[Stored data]
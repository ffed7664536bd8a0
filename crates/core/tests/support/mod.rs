//! Shared test helpers for `harvestmine-core` integration tests.
//!
//! In-memory fakes for both ports. The Harvest fake applies updates to its
//! stored days so repeated runs observe earlier writes.

#![allow(dead_code)]

use std::collections::{BTreeMap, BTreeSet};
use std::sync::atomic::{AtomicUsize, Ordering};
use std::sync::{Arc, Mutex};

use async_trait::async_trait;
use chrono::{Datelike, NaiveDate};
use harvestmine_core::{IssueTrackerClient, SyncService, SyncSettings, TimeTrackingClient};
use harvestmine_domain::{
    Activity, DayEntries, Issue, NewTimeEntry, RedmineEntryId, RedmineUser, Result, SyncError,
    TicketId, TimeEntry,
};

pub const CLIENT: &str = "Yellow";
pub const DEFAULT_TICKET: TicketId = 37080;

pub fn date(y: i32, m: u32, d: u32) -> NaiveDate {
    NaiveDate::from_ymd_opt(y, m, d).expect("valid date")
}

pub fn entry(id: u64, task: &str, notes: &str, hours: f64) -> TimeEntry {
    TimeEntry::new(id, CLIENT, task, notes, hours)
}

pub fn settings() -> SyncSettings {
    SyncSettings {
        client_filter: CLIENT.to_string(),
        activities: vec!["Development".to_string(), "Meeting".to_string()],
        default_ticket: DEFAULT_TICKET,
        default_activity: "Development".to_string(),
        round_time: None,
        dry_run: false,
    }
}

/// Fake Harvest keyed by `(day_of_year, year)`.
#[derive(Default)]
pub struct FakeHarvest {
    days: Mutex<BTreeMap<(u32, i32), Vec<TimeEntry>>>,
    updates: Mutex<Vec<TimeEntry>>,
    fetches: AtomicUsize,
    unreachable_days: BTreeSet<(u32, i32)>,
    fail_auth: bool,
    fail_updates: bool,
}

impl FakeHarvest {
    pub fn new() -> Self {
        Self::default()
    }

    pub fn with_day(self, day: NaiveDate, entries: Vec<TimeEntry>) -> Self {
        self.days.lock().unwrap().insert((day.ordinal(), day.year()), entries);
        self
    }

    /// Fetching `day` fails with a timeout
    pub fn unreachable_on(mut self, day: NaiveDate) -> Self {
        self.unreachable_days.insert((day.ordinal(), day.year()));
        self
    }

    pub fn failing_auth(mut self) -> Self {
        self.fail_auth = true;
        self
    }

    pub fn failing_updates(mut self) -> Self {
        self.fail_updates = true;
        self
    }

    pub fn updates(&self) -> Vec<TimeEntry> {
        self.updates.lock().unwrap().clone()
    }

    pub fn fetches(&self) -> usize {
        self.fetches.load(Ordering::SeqCst)
    }

    pub fn stored(&self, day: NaiveDate) -> Vec<TimeEntry> {
        self.days.lock().unwrap().get(&(day.ordinal(), day.year())).cloned().unwrap_or_default()
    }
}

#[async_trait]
impl TimeTrackingClient for FakeHarvest {
    async fn authenticate(&self) -> Result<()> {
        if self.fail_auth {
            return Err(SyncError::Auth("HTTP 401 Unauthorized".into()));
        }
        Ok(())
    }

    async fn get_day(&self, day_of_year: u32, year: i32) -> Result<DayEntries> {
        self.fetches.fetch_add(1, Ordering::SeqCst);
        if self.unreachable_days.contains(&(day_of_year, year)) {
            return Err(SyncError::Network("HTTP request timed out".into()));
        }
        let day_entries =
            self.days.lock().unwrap().get(&(day_of_year, year)).cloned().unwrap_or_default();
        Ok(DayEntries { for_day: None, day_entries })
    }

    async fn update(&self, entry: &TimeEntry) -> Result<()> {
        if self.fail_updates {
            return Err(SyncError::Network("HTTP connection failure".into()));
        }
        self.updates.lock().unwrap().push(entry.clone());
        for entries in self.days.lock().unwrap().values_mut() {
            if let Some(stored) = entries.iter_mut().find(|stored| stored.id == entry.id) {
                *stored = entry.clone();
            }
        }
        Ok(())
    }
}

/// Fake Redmine recording created entries.
pub struct FakeRedmine {
    activities: Vec<Activity>,
    issues: BTreeSet<TicketId>,
    created: Mutex<Vec<NewTimeEntry>>,
    issue_lookups: AtomicUsize,
    reject_with: Option<String>,
}

impl Default for FakeRedmine {
    fn default() -> Self {
        Self {
            activities: vec![
                Activity::new(9, "Development"),
                Activity::new(14, "Meeting"),
                Activity::new(21, "Other"),
            ],
            issues: BTreeSet::from([DEFAULT_TICKET, 4521]),
            created: Mutex::new(Vec::new()),
            issue_lookups: AtomicUsize::new(0),
            reject_with: None,
        }
    }
}

impl FakeRedmine {
    pub fn new() -> Self {
        Self::default()
    }

    pub fn with_activities(mut self, activities: Vec<Activity>) -> Self {
        self.activities = activities;
        self
    }

    pub fn rejecting(mut self, message: &str) -> Self {
        self.reject_with = Some(message.to_string());
        self
    }

    pub fn created(&self) -> Vec<NewTimeEntry> {
        self.created.lock().unwrap().clone()
    }

    pub fn issue_lookups(&self) -> usize {
        self.issue_lookups.load(Ordering::SeqCst)
    }
}

#[async_trait]
impl IssueTrackerClient for FakeRedmine {
    async fn authenticate(&self) -> Result<RedmineUser> {
        Ok(RedmineUser { id: 5, login: "jdoe".into() })
    }

    async fn list_activities(&self) -> Result<Vec<Activity>> {
        Ok(self.activities.clone())
    }

    async fn get_issue(&self, ticket: TicketId) -> Result<Issue> {
        self.issue_lookups.fetch_add(1, Ordering::SeqCst);
        if self.issues.contains(&ticket) {
            Ok(Issue { id: ticket, subject: format!("Issue {ticket}") })
        } else {
            Err(SyncError::NotFound("HTTP 404 Not Found".into()))
        }
    }

    async fn create_time_entry(&self, entry: &NewTimeEntry) -> Result<RedmineEntryId> {
        if let Some(message) = &self.reject_with {
            return Err(SyncError::Submission(message.clone()));
        }
        let mut created = self.created.lock().unwrap();
        created.push(entry.clone());
        Ok(created.len() as RedmineEntryId)
    }
}

/// Service wired to the given fakes.
pub fn service(
    harvest: &Arc<FakeHarvest>,
    redmine: &Arc<FakeRedmine>,
    settings: SyncSettings,
) -> SyncService {
    SyncService::new(harvest.clone(), redmine.clone(), settings)
}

DIRECTIONS =>
Copy every entry exactly.

RESULT =>
repository ffed7664536bd8a0
filename crates/core/tests/support/mod.rs
//! Shared test helpers for `harvestmine-core` integration tests.
//!
//! In-memory fakes for both ports. The Harvest fake applies updates to its
//! stored days so repeated runs observe earlier writes.

#![allow(dead_code)]

use std::collections::{BTreeMap, BTreeSet};
use std::sync::atomic::{AtomicUsize, Ordering};
use std::sync::{Arc, Mutex};

use async_trait::async_trait;
use chrono::{Datelike, NaiveDate};
use harvestmine_core::{IssueTrackerClient, SyncService, SyncSettings, TimeTrackingClient};
use harvestmine_domain::{
    Activity, DayEntries, Issue, NewTimeEntry, RedmineEntryId, RedmineUser, Result, SyncError,
    TicketId, TimeEntry,
};

pub const CLIENT: &str = "Yellow";
pub const DEFAULT_TICKET: TicketId = 37080;

pub fn date(y: i32, m: u32, d: u32) -> NaiveDate {
    NaiveDate::from_ymd_opt(y, m, d).expect("valid date")
}

pub fn entry(id: u64, task: &str, notes: &str, hours: f64) -> TimeEntry {
    TimeEntry::new(id, CLIENT, task, notes, hours)
}

pub fn settings() -> SyncSettings {
    SyncSettings {
        client_filter: CLIENT.to_string(),
        activities: vec!["Development".to_string(), "Meeting".to_string()],
        default_ticket: DEFAULT_TICKET,
        default_activity: "Development".to_string(),
        round_time: None,
        dry_run: false,
    }
}

/// Fake Harvest keyed by `(day_of_year, year)`.
#[derive(Default)]
pub struct FakeHarvest {
    days: Mutex<BTreeMap<(u32, i32), Vec<TimeEntry>>>,
    updates: Mutex<Vec<TimeEntry>>,
    fetches: AtomicUsize,
    unreachable_days: BTreeSet<(u32, i32)>,
    fail_auth: bool,
    fail_updates: bool,
}

impl FakeHarvest {
    pub fn new() -> Self {
        Self::default()
    }

    pub fn with_day(self, day: NaiveDate, entries: Vec<TimeEntry>) -> Self {
        self.days.lock().unwrap().insert((day.ordinal(), day.year()), entries);
        self
    }

    /// Fetching `day` fails with a timeout
    pub fn unreachable_on(mut self, day: NaiveDate) -> Self {
        self.unreachable_days.insert((day.ordinal(), day.year()));
        self
    }

    pub fn failing_auth(mut self) -> Self {
        self.fail_auth = true;
        self
    }

    pub fn failing_updates(mut self) -> Self {
        self.fail_updates = true;
        self
    }

    pub fn updates(&self) -> Vec<TimeEntry> {
        self.updates.lock().unwrap().clone()
    }

    pub fn fetches(&self) -> usize {
        self.fetches.load(Ordering::SeqCst)
    }

    pub fn stored(&self, day: NaiveDate) -> Vec<TimeEntry> {
        self.days.lock().unwrap().get(&(day.ordinal(), day.year())).cloned().unwrap_or_default()
    }
}

#[async_trait]
impl TimeTrackingClient for FakeHarvest {
    async fn authenticate(&self) -> Result<()> {
        if self.fail_auth {
            return Err(SyncError::Auth("HTTP 401 Unauthorized".into()));
        }
        Ok(())
    }

    async fn get_day(&self, day_of_year: u32, year: i32) -> Result<DayEntries> {
        self.fetches.fetch_add(1, Ordering::SeqCst);
        if self.unreachable_days.contains(&(day_of_year, year)) {
            return Err(SyncError::Network("HTTP request timed out".into()));
        }
        let day_entries =
            self.days.lock().unwrap().get(&(day_of_year, year)).cloned().unwrap_or_default();
        Ok(DayEntries { for_day: None, day_entries })
    }

    async fn update(&self, entry: &TimeEntry) -> Result<()> {
        if self.fail_updates {
            return Err(SyncError::Network("HTTP connection failure".into()));
        }
        self.updates.lock().unwrap().push(entry.clone());
        for entries in self.days.lock().unwrap().values_mut() {
            if let Some(stored) = entries.iter_mut().find(|stored| stored.id == entry.id) {
                *stored = entry.clone();
            }
        }
        Ok(())
    }
}

/// Fake Redmine recording created entries.
pub struct FakeRedmine {
    activities: Vec<Activity>,
    issues: BTreeSet<TicketId>,
    created: Mutex<Vec<NewTimeEntry>>,
    issue_lookups: AtomicUsize,
    reject_with: Option<String>,
}

impl Default for FakeRedmine {
    fn default() -> Self {
        Self {
            activities: vec![
                Activity::new(9, "Development"),
                Activity::new(14, "Meeting"),
                Activity::new(21, "Other"),
            ],
            issues: BTreeSet::from([DEFAULT_TICKET, 4521]),
            created: Mutex::new(Vec::new()),
            issue_lookups: AtomicUsize::new(0),
            reject_with: None,
        }
    }
}

impl FakeRedmine {
    pub fn new() -> Self {
        Self::default()
    }

    pub fn with_activities(mut self, activities: Vec<Activity>) -> Self {
        self.activities = activities;
        self
    }

    pub fn rejecting(mut self, message: &str) -> Self {
        self.reject_with = Some(message.to_string());
        self
    }

    pub fn created(&self) -> Vec<NewTimeEntry> {
        self.created.lock().unwrap().clone()
    }

    pub fn issue_lookups(&self) -> usize {
        self.issue_lookups.load(Ordering::SeqCst)
    }
}

#[async_trait]
impl IssueTrackerClient for FakeRedmine {
    async fn authenticate(&self) -> Result<RedmineUser> {
        Ok(RedmineUser { id: 5, login: "jdoe".into() })
    }

    async fn list_activities(&self) -> Result<Vec<Activity>> {
        Ok(self.activities.clone())
    }

    async fn get_issue(&self, ticket: TicketId) -> Result<Issue> {
        self.issue_lookups.fetch_add(1, Ordering::SeqCst);
        if self.issues.contains(&ticket) {
            Ok(Issue { id: ticket, subject: format!("Issue {ticket}") })
        } else {
            Err(SyncError::NotFound("HTTP 404 Not Found".into()))
        }
    }

    async fn create_time_entry(&self, entry: &NewTimeEntry) -> Result<RedmineEntryId> {
        if let Some(message) = &self.reject_with {
            return Err(SyncError::Submission(message.clone()));
        }
        let mut created = self.created.lock().unwrap();
        created.push(entry.clone());
        Ok(created.len() as RedmineEntryId)
    }
}

/// Service wired to the given fakes.
pub fn service(
    harvest: &Arc<FakeHarvest>,
    redmine: &Arc<FakeRedmine>,
    settings: SyncSettings,
) -> SyncService {
    SyncService::new(harvest.clone(), redmine.clone(), settings)
}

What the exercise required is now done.